Data for the task:
----

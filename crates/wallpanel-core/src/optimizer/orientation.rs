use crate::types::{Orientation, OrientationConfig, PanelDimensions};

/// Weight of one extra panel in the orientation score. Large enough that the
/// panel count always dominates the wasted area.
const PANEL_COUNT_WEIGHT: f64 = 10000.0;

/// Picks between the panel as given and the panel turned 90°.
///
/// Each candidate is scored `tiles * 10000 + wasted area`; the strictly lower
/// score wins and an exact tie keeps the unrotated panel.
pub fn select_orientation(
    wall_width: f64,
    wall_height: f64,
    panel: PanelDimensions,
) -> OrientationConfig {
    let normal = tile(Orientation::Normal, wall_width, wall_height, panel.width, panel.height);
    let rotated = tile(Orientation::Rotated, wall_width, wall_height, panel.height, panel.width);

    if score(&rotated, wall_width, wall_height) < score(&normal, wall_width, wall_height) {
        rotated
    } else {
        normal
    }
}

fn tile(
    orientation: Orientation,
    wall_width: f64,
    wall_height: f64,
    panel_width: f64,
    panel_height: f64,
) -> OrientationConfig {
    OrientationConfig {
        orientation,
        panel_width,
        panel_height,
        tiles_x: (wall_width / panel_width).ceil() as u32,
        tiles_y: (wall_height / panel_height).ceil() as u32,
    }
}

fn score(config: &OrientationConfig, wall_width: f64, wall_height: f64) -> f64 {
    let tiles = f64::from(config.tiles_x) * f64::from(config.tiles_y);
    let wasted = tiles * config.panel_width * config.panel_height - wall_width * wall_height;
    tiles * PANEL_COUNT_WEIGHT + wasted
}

----

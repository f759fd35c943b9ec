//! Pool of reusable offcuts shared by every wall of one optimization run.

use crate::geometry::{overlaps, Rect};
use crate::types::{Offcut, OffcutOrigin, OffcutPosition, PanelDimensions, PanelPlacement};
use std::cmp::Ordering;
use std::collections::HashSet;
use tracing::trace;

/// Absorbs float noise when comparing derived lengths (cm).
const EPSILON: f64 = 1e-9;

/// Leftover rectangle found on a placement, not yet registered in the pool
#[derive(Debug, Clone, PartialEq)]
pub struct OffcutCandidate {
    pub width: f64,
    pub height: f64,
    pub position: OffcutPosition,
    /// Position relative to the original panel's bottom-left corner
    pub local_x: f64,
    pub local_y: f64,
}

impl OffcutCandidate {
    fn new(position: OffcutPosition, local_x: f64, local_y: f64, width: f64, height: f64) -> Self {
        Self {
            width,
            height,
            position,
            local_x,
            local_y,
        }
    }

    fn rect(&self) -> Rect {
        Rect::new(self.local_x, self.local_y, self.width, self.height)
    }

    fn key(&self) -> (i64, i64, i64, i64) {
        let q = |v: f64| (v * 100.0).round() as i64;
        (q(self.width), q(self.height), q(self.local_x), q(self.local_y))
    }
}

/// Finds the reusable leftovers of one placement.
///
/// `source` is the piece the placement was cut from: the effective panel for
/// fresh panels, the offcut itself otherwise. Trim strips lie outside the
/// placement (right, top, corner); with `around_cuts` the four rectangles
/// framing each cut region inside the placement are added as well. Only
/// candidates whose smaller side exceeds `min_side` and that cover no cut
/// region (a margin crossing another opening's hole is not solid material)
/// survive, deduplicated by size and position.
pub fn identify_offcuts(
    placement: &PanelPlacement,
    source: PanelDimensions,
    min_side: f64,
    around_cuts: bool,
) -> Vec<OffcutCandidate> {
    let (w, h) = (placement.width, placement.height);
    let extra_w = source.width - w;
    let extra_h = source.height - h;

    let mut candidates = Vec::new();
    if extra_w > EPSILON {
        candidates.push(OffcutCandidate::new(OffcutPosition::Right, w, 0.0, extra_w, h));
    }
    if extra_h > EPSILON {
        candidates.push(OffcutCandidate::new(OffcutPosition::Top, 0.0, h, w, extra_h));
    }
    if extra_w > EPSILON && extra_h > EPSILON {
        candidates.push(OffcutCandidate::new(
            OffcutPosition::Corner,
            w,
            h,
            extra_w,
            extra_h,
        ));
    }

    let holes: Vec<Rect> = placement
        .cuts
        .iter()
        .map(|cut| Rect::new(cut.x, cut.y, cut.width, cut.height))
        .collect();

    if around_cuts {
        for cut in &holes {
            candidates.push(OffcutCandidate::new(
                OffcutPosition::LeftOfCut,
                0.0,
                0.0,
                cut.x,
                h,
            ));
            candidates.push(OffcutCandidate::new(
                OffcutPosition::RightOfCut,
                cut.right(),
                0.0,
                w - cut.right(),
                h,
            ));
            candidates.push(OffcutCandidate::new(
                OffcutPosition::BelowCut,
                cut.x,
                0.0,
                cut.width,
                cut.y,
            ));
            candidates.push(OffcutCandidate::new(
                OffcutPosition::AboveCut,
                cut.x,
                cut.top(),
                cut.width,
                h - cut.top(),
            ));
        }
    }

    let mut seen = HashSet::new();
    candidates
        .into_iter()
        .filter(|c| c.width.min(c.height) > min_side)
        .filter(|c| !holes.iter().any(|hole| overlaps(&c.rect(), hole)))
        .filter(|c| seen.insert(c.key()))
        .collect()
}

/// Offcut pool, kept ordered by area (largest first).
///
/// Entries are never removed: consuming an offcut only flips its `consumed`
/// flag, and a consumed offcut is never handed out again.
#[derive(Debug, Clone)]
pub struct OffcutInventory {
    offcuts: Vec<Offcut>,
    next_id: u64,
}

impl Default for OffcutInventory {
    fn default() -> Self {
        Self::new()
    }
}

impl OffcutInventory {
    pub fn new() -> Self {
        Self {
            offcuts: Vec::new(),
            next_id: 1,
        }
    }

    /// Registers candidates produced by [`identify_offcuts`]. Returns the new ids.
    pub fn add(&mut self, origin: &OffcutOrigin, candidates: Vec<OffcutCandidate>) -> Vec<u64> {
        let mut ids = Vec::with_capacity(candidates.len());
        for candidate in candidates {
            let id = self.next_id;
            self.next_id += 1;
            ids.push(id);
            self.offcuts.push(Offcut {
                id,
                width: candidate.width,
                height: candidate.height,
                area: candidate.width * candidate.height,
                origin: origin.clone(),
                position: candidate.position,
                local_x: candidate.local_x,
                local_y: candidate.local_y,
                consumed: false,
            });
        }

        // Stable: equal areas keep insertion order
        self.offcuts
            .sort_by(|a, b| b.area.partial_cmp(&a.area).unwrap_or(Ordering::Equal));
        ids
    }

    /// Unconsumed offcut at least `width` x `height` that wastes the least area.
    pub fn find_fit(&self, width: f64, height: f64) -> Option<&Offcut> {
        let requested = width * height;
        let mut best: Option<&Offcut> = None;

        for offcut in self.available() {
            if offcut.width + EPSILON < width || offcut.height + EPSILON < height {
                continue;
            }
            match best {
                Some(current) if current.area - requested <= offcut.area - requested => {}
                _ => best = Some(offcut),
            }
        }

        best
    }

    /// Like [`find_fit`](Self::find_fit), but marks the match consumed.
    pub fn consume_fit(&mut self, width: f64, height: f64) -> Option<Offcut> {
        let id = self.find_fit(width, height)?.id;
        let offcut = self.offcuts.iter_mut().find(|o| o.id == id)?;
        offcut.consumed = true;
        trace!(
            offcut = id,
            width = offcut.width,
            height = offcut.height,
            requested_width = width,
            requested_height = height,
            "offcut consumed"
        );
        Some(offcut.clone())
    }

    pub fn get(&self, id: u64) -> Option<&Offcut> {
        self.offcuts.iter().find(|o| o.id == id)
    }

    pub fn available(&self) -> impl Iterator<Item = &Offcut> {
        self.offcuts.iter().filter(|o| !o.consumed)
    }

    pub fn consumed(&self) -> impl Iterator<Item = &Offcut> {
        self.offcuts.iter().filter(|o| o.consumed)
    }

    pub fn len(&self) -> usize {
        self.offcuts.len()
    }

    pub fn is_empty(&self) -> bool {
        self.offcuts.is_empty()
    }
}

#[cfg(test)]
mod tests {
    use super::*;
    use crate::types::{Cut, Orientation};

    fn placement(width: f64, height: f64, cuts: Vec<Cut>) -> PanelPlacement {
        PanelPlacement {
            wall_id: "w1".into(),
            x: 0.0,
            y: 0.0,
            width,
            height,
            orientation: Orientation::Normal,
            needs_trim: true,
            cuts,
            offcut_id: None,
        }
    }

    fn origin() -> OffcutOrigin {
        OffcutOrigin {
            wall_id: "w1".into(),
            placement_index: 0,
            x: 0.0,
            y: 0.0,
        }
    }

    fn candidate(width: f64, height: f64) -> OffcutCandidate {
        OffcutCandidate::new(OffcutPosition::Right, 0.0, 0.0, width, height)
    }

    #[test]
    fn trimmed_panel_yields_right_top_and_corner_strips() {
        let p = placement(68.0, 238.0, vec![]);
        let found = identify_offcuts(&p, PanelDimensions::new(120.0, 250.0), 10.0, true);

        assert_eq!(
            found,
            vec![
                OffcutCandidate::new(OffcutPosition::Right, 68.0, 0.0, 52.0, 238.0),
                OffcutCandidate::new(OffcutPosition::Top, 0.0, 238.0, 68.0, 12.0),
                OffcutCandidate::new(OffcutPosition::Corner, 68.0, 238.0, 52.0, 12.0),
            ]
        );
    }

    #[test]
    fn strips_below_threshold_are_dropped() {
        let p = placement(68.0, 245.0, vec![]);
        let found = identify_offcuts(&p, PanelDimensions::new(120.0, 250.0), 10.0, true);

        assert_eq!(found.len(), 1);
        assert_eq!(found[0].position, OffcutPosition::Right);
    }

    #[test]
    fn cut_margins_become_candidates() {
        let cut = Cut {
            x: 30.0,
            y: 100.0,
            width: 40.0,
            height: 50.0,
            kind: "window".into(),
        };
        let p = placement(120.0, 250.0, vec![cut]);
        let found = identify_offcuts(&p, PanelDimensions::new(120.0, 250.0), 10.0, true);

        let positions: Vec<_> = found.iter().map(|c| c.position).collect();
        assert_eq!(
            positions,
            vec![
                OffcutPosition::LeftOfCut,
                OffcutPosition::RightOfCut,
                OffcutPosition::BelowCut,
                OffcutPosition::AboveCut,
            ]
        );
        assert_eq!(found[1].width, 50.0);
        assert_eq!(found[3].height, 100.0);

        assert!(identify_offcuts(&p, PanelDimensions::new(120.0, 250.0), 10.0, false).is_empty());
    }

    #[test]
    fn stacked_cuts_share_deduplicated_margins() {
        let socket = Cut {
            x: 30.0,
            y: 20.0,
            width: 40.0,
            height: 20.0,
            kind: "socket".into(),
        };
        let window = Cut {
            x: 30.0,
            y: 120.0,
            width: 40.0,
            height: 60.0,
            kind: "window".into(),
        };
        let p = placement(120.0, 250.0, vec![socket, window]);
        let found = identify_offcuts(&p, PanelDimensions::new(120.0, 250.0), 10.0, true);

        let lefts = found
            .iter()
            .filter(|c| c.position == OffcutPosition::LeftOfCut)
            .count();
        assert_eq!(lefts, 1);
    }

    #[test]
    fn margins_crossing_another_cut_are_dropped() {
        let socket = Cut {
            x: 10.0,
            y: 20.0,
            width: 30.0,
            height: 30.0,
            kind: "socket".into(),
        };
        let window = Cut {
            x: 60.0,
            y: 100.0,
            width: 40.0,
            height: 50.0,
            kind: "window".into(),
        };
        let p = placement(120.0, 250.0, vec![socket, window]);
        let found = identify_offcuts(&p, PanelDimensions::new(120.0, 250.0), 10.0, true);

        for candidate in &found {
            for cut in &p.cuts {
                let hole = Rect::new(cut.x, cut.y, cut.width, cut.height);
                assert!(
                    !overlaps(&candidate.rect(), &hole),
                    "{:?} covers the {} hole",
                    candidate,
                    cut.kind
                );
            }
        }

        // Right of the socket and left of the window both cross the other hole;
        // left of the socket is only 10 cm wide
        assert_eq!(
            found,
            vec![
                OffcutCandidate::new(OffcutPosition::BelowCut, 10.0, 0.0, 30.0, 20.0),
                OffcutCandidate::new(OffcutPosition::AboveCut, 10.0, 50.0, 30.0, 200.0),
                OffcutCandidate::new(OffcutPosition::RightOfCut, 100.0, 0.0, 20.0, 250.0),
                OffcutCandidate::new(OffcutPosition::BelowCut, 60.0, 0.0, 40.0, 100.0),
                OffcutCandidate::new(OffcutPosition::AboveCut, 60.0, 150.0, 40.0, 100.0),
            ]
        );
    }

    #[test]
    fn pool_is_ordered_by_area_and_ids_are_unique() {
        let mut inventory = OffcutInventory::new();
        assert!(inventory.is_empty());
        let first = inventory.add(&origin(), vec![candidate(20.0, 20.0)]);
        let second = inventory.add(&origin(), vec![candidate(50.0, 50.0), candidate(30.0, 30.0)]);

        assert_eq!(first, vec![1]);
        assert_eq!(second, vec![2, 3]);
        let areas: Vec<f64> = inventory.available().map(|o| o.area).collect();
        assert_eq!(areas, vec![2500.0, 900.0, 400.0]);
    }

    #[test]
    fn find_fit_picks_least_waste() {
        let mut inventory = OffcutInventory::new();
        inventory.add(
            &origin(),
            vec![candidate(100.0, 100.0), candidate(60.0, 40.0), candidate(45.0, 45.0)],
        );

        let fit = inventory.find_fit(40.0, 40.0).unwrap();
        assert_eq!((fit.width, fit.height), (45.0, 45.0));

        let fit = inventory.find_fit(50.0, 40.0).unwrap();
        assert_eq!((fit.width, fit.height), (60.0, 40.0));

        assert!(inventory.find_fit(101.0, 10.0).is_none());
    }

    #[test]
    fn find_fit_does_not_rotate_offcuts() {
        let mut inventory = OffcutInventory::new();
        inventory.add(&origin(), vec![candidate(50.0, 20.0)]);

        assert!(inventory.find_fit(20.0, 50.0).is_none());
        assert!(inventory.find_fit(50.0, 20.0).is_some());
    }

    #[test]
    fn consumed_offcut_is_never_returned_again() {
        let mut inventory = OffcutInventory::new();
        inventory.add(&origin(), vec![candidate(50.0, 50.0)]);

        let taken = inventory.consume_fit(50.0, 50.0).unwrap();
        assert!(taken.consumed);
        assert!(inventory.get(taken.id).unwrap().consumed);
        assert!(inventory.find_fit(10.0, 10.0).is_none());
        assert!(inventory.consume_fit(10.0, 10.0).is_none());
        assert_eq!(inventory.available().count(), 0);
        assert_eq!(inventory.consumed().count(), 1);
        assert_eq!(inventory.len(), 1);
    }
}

----

What is being asked: Where does the string "bool" appear in the records? Copy every line that holds it.

Your response:
    around_cuts: bool,
    pub fn is_empty(&self) -> bool {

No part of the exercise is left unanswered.